Have a question about this project? Sign up for a free GitHub account to open an issue and contact its maintainers and the community.

By clicking “Sign up for GitHub”, you agree to our terms of service and privacy statement. We’ll occasionally send you account related emails.

Already on GitHub? Sign in to your account

Error with calcPPS function #50

Closed
lauzikaite opened this issue Sep 1, 2017 · 11 comments
Closed

Error with calcPPS function #50

lauzikaite opened this issue Sep 1, 2017 · 11 comments

Comments

@lauzikaite
Copy link

I'm trying to optimize xcmsSet parameters for a large study by taking subsets of the data (10 - 20 mzML files) as representatives of different LC-MS modes and running them separately. optimizeXcmsSet() does work with some of the data subsets just fine.
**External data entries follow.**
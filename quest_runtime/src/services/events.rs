//! Event types published by the runtime.

use serde::{Deserialize, Serialize};

use quest_graph::QuestAssetId;

/// Telemetry events delivered to registered quest receivers.
#[derive(Debug, Clone, Copy, PartialEq, Eq, Hash, Serialize, Deserialize)]
pub enum QuestEventType {
    QuestStarted,
    QuestCompleted,
    QuestFailed,
    ObjectiveStarted,
    ObjectiveCompleted,
    ObjectiveFailed,
}

impl std::fmt::Display for QuestEventType {
    fn fmt(&self, f: &mut std::fmt::Formatter<'_>) -> std::fmt::Result {
        let name = match self {
            QuestEventType::QuestStarted => "quest_started",
            QuestEventType::QuestCompleted => "quest_completed",
            QuestEventType::QuestFailed => "quest_failed",
            QuestEventType::ObjectiveStarted => "objective_started",
            QuestEventType::ObjectiveCompleted => "objective_completed",
            QuestEventType::ObjectiveFailed => "objective_failed",
        };
        write!(f, "{}", name)
    }
}

/// Dot-separated tag broadcast to tag receivers, e.g. `Quest.Door.Opened`.
#[derive(Debug, Clone, PartialEq, Eq, Hash, Serialize, Deserialize)]
pub struct QuestTag(String);

impl QuestTag {
    pub fn new(tag: impl Into<String>) -> Self {
        Self(tag.into())
    }

    pub fn as_str(&self) -> &str {
        &self.0
    }

    /// True if this tag equals `parent` or sits beneath it in the hierarchy.
    pub fn matches(&self, parent: &str) -> bool {
        self.0 == parent
            || (self.0.starts_with(parent) && self.0[parent.len()..].starts_with('.'))
    }
}

impl std::fmt::Display for QuestTag {
    fn fmt(&self, f: &mut std::fmt::Formatter<'_>) -> std::fmt::Result {
        write!(f, "{}", self.0)
    }
}

/// Changes to the subsystem's quest registry, in the order they happened.
#[derive(Debug, Clone, Copy, PartialEq, Eq, Serialize, Deserialize)]
pub enum QuestLifecycleEvent {
    QuestChanged(QuestAssetId),
    QuestAdded(QuestAssetId),
    QuestRemoved(QuestAssetId),
    QuestTracked(QuestAssetId),
    QuestUntracked(QuestAssetId),
    SubQuestTrackingChanged { quest: QuestAssetId, tracked: bool },
}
But with some datasets, function stops after a few DoE with an error:

Error in peaks(xset)[, c("mz", "rt", "sample", "into", "mzmin", "mzmax", :
subscript out of bounds
Calls: system.time ... xcmsSetExperimentsCluster -> sapply -> lapply -> FUN -> calcPPS

I tried running the code with the same mzMLs on two systems:

R version 3.4.0 (2017-04-21)
Platform: x86_64-w64-mingw32/x64 (64-bit)
Running under: Windows >= 8 x64 (build 9200)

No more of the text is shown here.